The Kiteezi landfill in Kampala, Uganda. (AFP)
As Uganda’s capital city Kampala continues to grapple with potholes and air pollution, boom! it’s hit by the tragedy of the Kiteezi waste landfill landslide that injured many and killed about 25 people.
Under the Kampala City Authority (KCCA) that has injured and killed close to 25 people.
Kampala is one of the most unclean cities and planning is poor, from infrastructure development to governance. It’s also struggling with waste management when compared with its East African counterparts.
The Kiteezi landfill falls under the Kampala City Authority and, according to the KCCA, the population of Kampala is about three million people, of which 1.8 million live in slums and most don’t have toilets. In addition to residential homes, the landfill is also used for garbage from markets, schools, hospitals, hostels, city abattoirs and other public utilities.
The waste collected is non-hazardous biodegradable waste and hazardous waste, with larger volumes of cytotoxic waste, sharp waste, chemical waste and pharmaceutical waste.
It is apparent that environmental health surveillance as a result of improper waste management has been neglected.
The interlinkages between environmental health and waste management ranges from soil contamination, greenhouse gases and other ecological damage to diseases and air pollution, all of which affects human health.
The Kiteezi landfill tragedy is not a natural disaster; it was caused by not having a holistic and sound waste management system in place.
Besides the death from the Kiteezi landslide, the landfill itself is already having a devastating effect on people in that it encroaches on neighbourhoods where people live and go to school.
Landfills emit methane, which is more lethal than the carbon dioxide produced by them, contributing to global warming which causes climate change. According to the World Health Organisation, climate change affects people’s health through noncommunicable diseases in a number of ways. For example air pollution can cause strokes, asthma, pulmonary disease and lung cancer; heatwaves can cause cardiovascular diseases; and wildfires cause suffocation, burns, respiratory problems.
But, if managed correctly, a landfill can generate power from biodegradable waste, as well as compost. Recycling facilities can separate out items such as plastic and bottles. Hazardous waste should not enter a landfill.
It is easy to blame the Kampala Capital City Authority for not investing in the construction of secure landfills and recycling facilities. But Ugandans appear not to even understand proper waste management from households and institutions.
Many of us improperly dispose of waste without sorting between the biodegradable and nonbiodegradable, which makes it even more difficult for collectors like the Nabugabo Updeal Joint Venture, a solid waste service provider for the KCCA.
Sound waste management in Kampala and other cities requires effective and efficient practices such as reduction, reuse, recycling and proper waste disposal to mitigate other risks and thus protect both environmental and human health wellbeing.

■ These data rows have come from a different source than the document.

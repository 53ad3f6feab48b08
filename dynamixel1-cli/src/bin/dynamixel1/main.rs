use std::path::Path;
use std::time::{Duration, Instant};

use dynamixel1::{Config, Protocol, ResponseState, SerialBus};

mod logging;
mod options;

use options::{Command, MotorId, Options};

type Engine = Protocol<SerialBus>;

fn main() {
	if let Err(()) = do_main(clap::Parser::parse()) {
		std::process::exit(1);
	}
}

fn do_main(options: Options) -> Result<(), ()> {
	logging::init(module_path!(), options.verbose);
	match &options.command {
		Command::Ping { motor_id } => {
			let mut engine = open_engine(&options)?;
			match *motor_id {
				MotorId::Id(motor_id) => {
					log::debug!("Sending ping command to motor {}", motor_id);
					let start = Instant::now();
					if ping(&mut engine, motor_id)? {
						log::info!("{:?}: Ok", start.elapsed());
					} else {
						log::error!("No valid response from motor {}", motor_id);
						return Err(());
					}
				},
				MotorId::Broadcast => {
					log::debug!("Scanning bus for motors");
					let start = Instant::now();
					let mut found = 0;
					for motor_id in 0..dynamixel1::instructions::packet_id::BROADCAST {
						if ping(&mut engine, motor_id)? {
							log::info!("Motor ID: {}", motor_id);
							found += 1;
						}
					}
					log::info!("{:?}: found {} motors", start.elapsed(), found);
				},
			}
		},
		Command::Read { motor_id, address, count } => {
			let mut engine = open_engine(&options)?;
			log::debug!("Reading {} bytes from motor {} at address {}", count, motor_id.raw(), address);
			let start = Instant::now();
			let mut data = vec![0; usize::from(*count)];
			let state = engine
				.read_data(motor_id.assume_unicast()?, *address, &mut data)
				.map_err(|e| log::error!("Command failed: {}", e))?;
			check_state(state)?;
			log::info!("{:?}: {:02X?}", start.elapsed(), data);
		},
		Command::Read8 { motor_id, address } => {
			let mut engine = open_engine(&options)?;
			log::debug!("Reading an 8-bit value from motor {} at address {}", motor_id.raw(), address);
			let start = Instant::now();
			let response = engine
				.read_u8(motor_id.assume_unicast()?, *address)
				.map_err(|e| log::error!("Command failed: {}", e))?;
			log_device_status(response.state);
			log::info!("{:?}: {:?} (0x{:02X})", start.elapsed(), response.data, response.data);
		},
		Command::Read16 { motor_id, address } => {
			let mut engine = open_engine(&options)?;
			log::debug!("Reading a 16-bit value from motor {} at address {}", motor_id.raw(), address);
			let start = Instant::now();
			let response = engine
				.read_u16(motor_id.assume_unicast()?, *address)
				.map_err(|e| log::error!("Command failed: {}", e))?;
			log_device_status(response.state);
			log::info!("{:?}: {:?} (0x{:04X})", start.elapsed(), response.data, response.data);
		},
		Command::Write {
			motor_id,
			address,
			data,
			check,
		} => {
			let mut engine = open_engine(&options)?;
			log::debug!("Writing {} bytes to motor {} at address {}", data.len(), motor_id.raw(), address);
			let start = Instant::now();
			if *check {
				let state = engine
					.write_and_check_data(motor_id.assume_unicast()?, *address, data)
					.map_err(|e| log::error!("Command failed: {}", e))?;
				check_state(state)?;
			} else {
				engine
					.write_data(motor_id.raw(), *address, data)
					.map_err(|e| log::error!("Command failed: {}", e))?;
			}
			log::info!("{:?}: Ok", start.elapsed());
		},
		Command::Write8 { motor_id, address, value } => {
			let mut engine = open_engine(&options)?;
			log::debug!(
				"Writing 8-bit value {} (0x{:02X}) to motor {} at address {}",
				value,
				value,
				motor_id.raw(),
				address
			);
			let start = Instant::now();
			engine
				.write_u8(motor_id.raw(), *address, *value)
				.map_err(|e| log::error!("Command failed: {}", e))?;
			log::info!("{:?}: Ok", start.elapsed());
		},
		Command::Write16 { motor_id, address, value } => {
			let mut engine = open_engine(&options)?;
			log::debug!(
				"Writing 16-bit value {} (0x{:04X}) to motor {} at address {}",
				value,
				value,
				motor_id.raw(),
				address
			);
			let start = Instant::now();
			engine
				.write_u16(motor_id.raw(), *address, *value)
				.map_err(|e| log::error!("Command failed: {}", e))?;
			log::info!("{:?}: Ok", start.elapsed());
		},
		Command::SyncRead {
			address,
			count,
			motor_ids,
			sync_id,
		} => {
			let mut engine = open_engine(&options)?;
			set_sync_id(&mut engine, *sync_id);
			log::debug!("Reading {} bytes from {} motors at address {}", count, motor_ids.len(), address);
			let start = Instant::now();
			let size = usize::from(*count);
			let mut buffers = vec![vec![0; size]; motor_ids.len()];
			let states = engine
				.sync_read(motor_ids, *address, &mut buffers, size)
				.map_err(|e| log::error!("Command failed: {}", e))?;
			log::info!("{:?}:", start.elapsed());
			for ((motor_id, state), data) in motor_ids.iter().zip(&states).zip(&buffers) {
				if state.is_ok() {
					log::info!("Motor {}: {:02X?} ({})", motor_id, data, state);
				} else {
					log::error!("Motor {}: {}", motor_id, state);
				}
			}
		},
		Command::SyncWrite {
			address,
			entries,
			check,
			sync_id,
		} => {
			let size = match entries.first() {
				Some(entry) => entry.data.len(),
				None => {
					log::error!("No motors given");
					return Err(());
				},
			};
			if let Some(entry) = entries.iter().find(|entry| entry.data.len() != size) {
				log::error!(
					"Motor {} has {} bytes of data, but motor {} has {}",
					entry.motor_id,
					entry.data.len(),
					entries[0].motor_id,
					size
				);
				return Err(());
			}
			let motor_ids: Vec<u8> = entries.iter().map(|entry| entry.motor_id).collect();
			let data: Vec<&[u8]> = entries.iter().map(|entry| entry.data.as_slice()).collect();

			let mut engine = open_engine(&options)?;
			set_sync_id(&mut engine, *sync_id);
			log::debug!("Writing {} bytes to {} motors at address {}", size, motor_ids.len(), address);
			let start = Instant::now();
			if *check {
				let states = engine
					.sync_write_and_check(&motor_ids, *address, &data, size)
					.map_err(|e| log::error!("Command failed: {}", e))?;
				log::info!("{:?}:", start.elapsed());
				for (motor_id, state) in motor_ids.iter().zip(&states) {
					if state.is_ok() {
						log::info!("Motor {}: {}", motor_id, state);
					} else {
						log::error!("Motor {}: {}", motor_id, state);
					}
				}
			} else {
				engine
					.sync_write(&motor_ids, *address, &data, size)
					.map_err(|e| log::error!("Command failed: {}", e))?;
				log::info!("{:?}: Ok", start.elapsed());
			}
		},
		Command::EmergencyStop => {
			let mut engine = open_engine(&options)?;
			let start = Instant::now();
			engine.emergency_stop().map_err(|e| log::error!("Command failed: {}", e))?;
			log::info!("{:?}: Ok", start.elapsed());
		},
		Command::Resume => {
			let mut engine = open_engine(&options)?;
			let start = Instant::now();
			engine
				.exit_emergency_state()
				.map_err(|e| log::error!("Command failed: {}", e))?;
			log::info!("{:?}: Ok", start.elapsed());
		},
		Command::ShellCompletion { shell, output } => {
			write_shell_completion(*shell, output.as_deref())?;
		},
	}

	Ok(())
}

fn open_engine(options: &Options) -> Result<Engine, ()> {
	let bus = SerialBus::open(&options.serial_port, options.baud_rate)
		.map_err(|e| log::error!("Failed to open serial port: {}: {}", options.serial_port.display(), e))?;
	log::debug!(
		"Using serial port {} with baud rate {}",
		options.serial_port.display(),
		options.baud_rate
	);
	let config = Config::default()
		.with_timeout(Duration::from_millis(options.timeout_ms))
		.with_wait_after_write(Duration::from_micros(options.wait_after_write_us));
	Ok(Protocol::with_config(bus, config))
}

fn set_sync_id(engine: &mut Engine, sync_id: u8) {
	let mut config = engine.config().clone();
	config.sync_id = sync_id;
	engine.set_config(config);
}

fn ping(engine: &mut Engine, motor_id: u8) -> Result<bool, ()> {
	engine.ping(motor_id).map_err(|e| log::error!("Command failed: {}", e))
}

fn check_state(state: ResponseState) -> Result<(), ()> {
	if state.is_ok() {
		log_device_status(state);
		Ok(())
	} else {
		log::error!("No valid response: {}", state);
		Err(())
	}
}

fn log_device_status(state: ResponseState) {
	if state != ResponseState::OK {
		log::warn!("Motor reported status: {}", state);
	}
}

fn write_shell_completion(shell: clap_complete::Shell, path: Option<&Path>) -> Result<(), ()> {
	use clap::CommandFactory;
	use std::io::Write;

	let mut buffer = Vec::with_capacity(4 * 1024);

	let mut command = Options::command();
	clap_complete::generate(shell, &mut command, env!("CARGO_BIN_NAME"), &mut buffer);
	if !buffer.ends_with(b"\n") {
		buffer.push(b'\n');
	}

	let path = path.unwrap_or_else(|| Path::new("-"));
	if path == Path::new("-") {
		log::debug!("Writing shell completion for {} to stdout", shell);
		let stdout = std::io::stdout();
		stdout
			.lock()
			.write_all(&buffer)
			.map_err(|e| log::error!("Failed to write to stdout: {}", e))?;
	} else {
		log::debug!("Writing shell completion for {} to {}", shell, path.display());
		let mut output = std::fs::File::create(path).map_err(|e| log::error!("Failed to create {}: {}", path.display(), e))?;
		output
			.write_all(&buffer)
			.map_err(|e| log::error!("Failed to write to {}: {}", path.display(), e))?;
	}

	Ok(())
}
//! Protocol 1.0 stores multi-byte registers as little-endian words.

pub fn write_u16_le(buffer: &mut [u8], value: u16) {
	buffer[0] = (value & 0xFF) as u8;
	buffer[1] = (value >> 8 & 0xFF) as u8;
}

pub fn read_u16_le(buffer: &[u8]) -> u16 {
	buffer[0] as u16 | (buffer[1] as u16) << 8
}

Infrastructure development of landfills and recycling centres alone is not enough, though. Communities must be involved through education and awareness of proper waste disposal.
The Uganda government, through legislation, needs to introduce and get by-in from industries (the biggest polluters) to reuse and recycle products such as paper, plastics, glass and metal — and to dispose of hazardous material safely.
This by-in will hopefully change consumer behaviour regarding waste.
The government has established institutions, good policy frameworks and legislation but implementation and enforcement leaves a lot to be desired.
Therefore the government should introduce an effective environmental health surveillance system for effective monitoring and evaluation to assess areas of improvement and mitigation
It should also set up systems for “waste to energy” to reduce larger volumes of garbage and thus prevent danger to human health and death such as those that occurred in the Kiteezi landfill landslide in Kampala.
People need to be moved away from the landfill and be offered social upliftment programmes to improve livelihoods as part of the sustainable environmental health management.
Kampala city authority can benchmark Vienna in Austria which has an anaerobic digester that uses hundreds of thousands of tonnes of kitchen waste a year to generate electricity.
Robert Kigongo is a sustainable development analyst.